- _Task brief_
Write out, word for word, only the data from its first line to the line containing "const DEFAULT_NAV_TIMEOUT_SECS: u64 = 30;".

*** Provided entries ***

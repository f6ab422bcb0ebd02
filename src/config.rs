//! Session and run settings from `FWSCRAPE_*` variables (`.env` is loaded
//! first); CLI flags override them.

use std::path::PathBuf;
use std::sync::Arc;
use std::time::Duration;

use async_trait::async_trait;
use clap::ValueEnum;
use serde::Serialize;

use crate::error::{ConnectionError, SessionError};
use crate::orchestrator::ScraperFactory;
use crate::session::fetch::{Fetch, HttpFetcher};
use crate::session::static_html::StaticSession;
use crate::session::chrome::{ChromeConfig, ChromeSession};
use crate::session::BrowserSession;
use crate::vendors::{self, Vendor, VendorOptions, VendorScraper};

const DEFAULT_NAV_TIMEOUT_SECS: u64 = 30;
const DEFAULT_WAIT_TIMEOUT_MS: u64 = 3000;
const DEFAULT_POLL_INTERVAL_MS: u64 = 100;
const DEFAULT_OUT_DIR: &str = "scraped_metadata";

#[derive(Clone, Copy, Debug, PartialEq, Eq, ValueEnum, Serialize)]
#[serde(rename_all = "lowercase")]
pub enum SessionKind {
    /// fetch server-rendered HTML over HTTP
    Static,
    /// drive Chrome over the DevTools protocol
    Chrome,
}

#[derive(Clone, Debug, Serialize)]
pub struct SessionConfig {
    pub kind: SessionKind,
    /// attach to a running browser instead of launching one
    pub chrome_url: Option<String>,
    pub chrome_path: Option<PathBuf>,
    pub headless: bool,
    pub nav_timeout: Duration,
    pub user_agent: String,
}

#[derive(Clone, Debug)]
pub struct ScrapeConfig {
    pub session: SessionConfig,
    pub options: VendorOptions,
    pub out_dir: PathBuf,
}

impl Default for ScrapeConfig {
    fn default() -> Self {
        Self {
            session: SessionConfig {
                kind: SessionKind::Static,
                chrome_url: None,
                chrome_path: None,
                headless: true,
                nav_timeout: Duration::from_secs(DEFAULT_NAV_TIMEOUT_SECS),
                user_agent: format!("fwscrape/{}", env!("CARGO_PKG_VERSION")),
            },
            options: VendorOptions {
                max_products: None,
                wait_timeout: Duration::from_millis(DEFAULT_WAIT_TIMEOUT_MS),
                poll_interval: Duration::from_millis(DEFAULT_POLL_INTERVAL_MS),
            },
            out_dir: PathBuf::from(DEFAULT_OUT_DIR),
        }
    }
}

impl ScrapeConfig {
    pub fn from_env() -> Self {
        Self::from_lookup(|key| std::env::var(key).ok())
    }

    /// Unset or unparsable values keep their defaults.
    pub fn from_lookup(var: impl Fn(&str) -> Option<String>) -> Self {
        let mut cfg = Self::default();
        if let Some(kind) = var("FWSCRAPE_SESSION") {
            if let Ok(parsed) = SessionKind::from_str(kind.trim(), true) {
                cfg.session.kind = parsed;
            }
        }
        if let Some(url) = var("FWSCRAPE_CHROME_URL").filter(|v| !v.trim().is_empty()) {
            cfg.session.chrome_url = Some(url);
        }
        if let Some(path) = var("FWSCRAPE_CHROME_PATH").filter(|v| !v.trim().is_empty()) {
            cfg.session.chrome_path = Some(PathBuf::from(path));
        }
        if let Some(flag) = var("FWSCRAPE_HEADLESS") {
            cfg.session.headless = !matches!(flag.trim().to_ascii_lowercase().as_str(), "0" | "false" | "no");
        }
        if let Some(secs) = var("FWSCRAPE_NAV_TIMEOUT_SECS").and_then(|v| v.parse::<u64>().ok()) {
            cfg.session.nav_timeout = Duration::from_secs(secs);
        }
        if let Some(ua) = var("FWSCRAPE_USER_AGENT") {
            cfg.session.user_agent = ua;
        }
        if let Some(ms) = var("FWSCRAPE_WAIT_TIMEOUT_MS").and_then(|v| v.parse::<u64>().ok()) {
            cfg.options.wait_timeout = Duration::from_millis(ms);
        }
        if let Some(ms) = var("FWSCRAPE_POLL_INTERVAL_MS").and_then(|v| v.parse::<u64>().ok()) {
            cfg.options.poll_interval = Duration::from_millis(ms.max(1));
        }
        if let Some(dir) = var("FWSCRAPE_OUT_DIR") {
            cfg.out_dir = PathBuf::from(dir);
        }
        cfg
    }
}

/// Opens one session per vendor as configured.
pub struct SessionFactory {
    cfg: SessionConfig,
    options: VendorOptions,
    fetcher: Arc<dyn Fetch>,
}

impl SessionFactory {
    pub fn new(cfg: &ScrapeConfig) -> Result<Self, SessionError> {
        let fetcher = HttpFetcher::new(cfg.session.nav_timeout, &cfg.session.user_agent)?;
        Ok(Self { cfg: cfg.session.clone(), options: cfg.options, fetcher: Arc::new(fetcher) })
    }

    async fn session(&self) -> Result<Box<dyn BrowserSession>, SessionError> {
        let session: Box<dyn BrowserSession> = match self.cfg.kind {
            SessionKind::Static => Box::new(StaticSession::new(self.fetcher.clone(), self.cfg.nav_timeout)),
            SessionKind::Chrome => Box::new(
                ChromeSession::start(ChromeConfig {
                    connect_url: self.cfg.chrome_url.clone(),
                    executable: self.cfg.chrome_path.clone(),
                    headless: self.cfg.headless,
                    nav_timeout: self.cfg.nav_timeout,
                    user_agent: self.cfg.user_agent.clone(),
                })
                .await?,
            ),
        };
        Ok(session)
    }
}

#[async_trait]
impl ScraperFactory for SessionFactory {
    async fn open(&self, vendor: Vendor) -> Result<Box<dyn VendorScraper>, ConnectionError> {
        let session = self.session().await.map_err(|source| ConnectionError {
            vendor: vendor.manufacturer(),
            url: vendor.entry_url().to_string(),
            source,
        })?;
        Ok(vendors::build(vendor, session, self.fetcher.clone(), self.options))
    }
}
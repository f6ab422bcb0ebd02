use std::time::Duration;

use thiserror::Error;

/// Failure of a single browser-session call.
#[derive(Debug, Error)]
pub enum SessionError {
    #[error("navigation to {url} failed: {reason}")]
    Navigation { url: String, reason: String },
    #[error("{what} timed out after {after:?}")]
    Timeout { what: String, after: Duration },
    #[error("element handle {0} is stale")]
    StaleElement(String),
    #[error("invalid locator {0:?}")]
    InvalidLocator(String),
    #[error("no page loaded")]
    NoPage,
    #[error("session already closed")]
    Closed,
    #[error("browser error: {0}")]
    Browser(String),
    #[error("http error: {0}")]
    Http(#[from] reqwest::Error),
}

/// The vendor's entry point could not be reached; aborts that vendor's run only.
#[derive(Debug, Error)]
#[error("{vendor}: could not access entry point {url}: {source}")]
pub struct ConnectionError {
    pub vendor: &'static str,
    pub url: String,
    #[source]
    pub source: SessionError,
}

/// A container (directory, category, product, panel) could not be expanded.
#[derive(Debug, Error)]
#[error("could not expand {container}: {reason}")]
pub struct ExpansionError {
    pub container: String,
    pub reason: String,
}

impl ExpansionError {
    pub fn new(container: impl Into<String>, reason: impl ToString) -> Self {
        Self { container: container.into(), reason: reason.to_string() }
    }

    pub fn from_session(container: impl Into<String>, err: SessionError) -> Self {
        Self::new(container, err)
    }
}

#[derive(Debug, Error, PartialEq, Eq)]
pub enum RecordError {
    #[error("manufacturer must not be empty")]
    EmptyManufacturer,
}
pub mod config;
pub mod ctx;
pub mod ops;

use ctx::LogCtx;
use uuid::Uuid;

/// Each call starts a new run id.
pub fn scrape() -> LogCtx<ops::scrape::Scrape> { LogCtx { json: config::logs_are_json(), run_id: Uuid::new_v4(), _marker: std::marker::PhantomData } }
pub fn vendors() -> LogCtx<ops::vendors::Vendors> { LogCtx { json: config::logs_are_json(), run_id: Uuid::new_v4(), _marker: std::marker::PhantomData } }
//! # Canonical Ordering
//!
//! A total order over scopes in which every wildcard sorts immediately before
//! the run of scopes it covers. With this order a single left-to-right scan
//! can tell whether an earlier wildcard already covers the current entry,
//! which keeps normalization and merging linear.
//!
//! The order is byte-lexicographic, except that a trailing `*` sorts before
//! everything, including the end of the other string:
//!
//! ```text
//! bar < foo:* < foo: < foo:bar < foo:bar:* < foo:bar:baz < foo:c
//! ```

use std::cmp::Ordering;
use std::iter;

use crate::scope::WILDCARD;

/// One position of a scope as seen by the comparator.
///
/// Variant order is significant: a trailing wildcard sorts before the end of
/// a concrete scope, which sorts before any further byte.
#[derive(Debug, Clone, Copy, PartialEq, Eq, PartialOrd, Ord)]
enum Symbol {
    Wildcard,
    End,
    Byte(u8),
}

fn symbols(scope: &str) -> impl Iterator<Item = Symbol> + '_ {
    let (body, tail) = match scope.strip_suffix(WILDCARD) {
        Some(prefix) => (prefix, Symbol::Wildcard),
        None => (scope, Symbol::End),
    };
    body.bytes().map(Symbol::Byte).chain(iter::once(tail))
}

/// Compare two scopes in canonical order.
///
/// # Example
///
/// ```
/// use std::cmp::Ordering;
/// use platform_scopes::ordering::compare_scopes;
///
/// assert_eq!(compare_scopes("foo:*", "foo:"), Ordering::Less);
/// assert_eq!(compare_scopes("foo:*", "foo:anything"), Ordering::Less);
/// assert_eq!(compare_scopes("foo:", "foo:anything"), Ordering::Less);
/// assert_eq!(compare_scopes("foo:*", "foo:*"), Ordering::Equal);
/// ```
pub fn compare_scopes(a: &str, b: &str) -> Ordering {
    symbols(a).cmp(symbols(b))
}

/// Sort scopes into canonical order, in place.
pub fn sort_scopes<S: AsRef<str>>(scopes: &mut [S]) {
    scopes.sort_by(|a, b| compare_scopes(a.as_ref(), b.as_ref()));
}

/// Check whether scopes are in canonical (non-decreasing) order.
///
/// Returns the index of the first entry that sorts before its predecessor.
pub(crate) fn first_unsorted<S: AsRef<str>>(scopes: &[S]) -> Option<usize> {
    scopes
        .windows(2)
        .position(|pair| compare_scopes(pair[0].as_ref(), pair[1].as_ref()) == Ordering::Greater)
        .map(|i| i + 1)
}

*** End of Provided entries ***

- _Answer to the problem_
repository f6ab422bcb0ebd02
filename src/config.rs
//! Session and run settings from `FWSCRAPE_*` variables (`.env` is loaded
//! first); CLI flags override them.

use std::path::PathBuf;
use std::sync::Arc;
use std::time::Duration;

use async_trait::async_trait;
use clap::ValueEnum;
use serde::Serialize;

use crate::error::{ConnectionError, SessionError};
use crate::orchestrator::ScraperFactory;
use crate::session::fetch::{Fetch, HttpFetcher};
use crate::session::static_html::StaticSession;
use crate::session::chrome::{ChromeConfig, ChromeSession};
use crate::session::BrowserSession;
use crate::vendors::{self, Vendor, VendorOptions, VendorScraper};

const DEFAULT_NAV_TIMEOUT_SECS: u64 = 30;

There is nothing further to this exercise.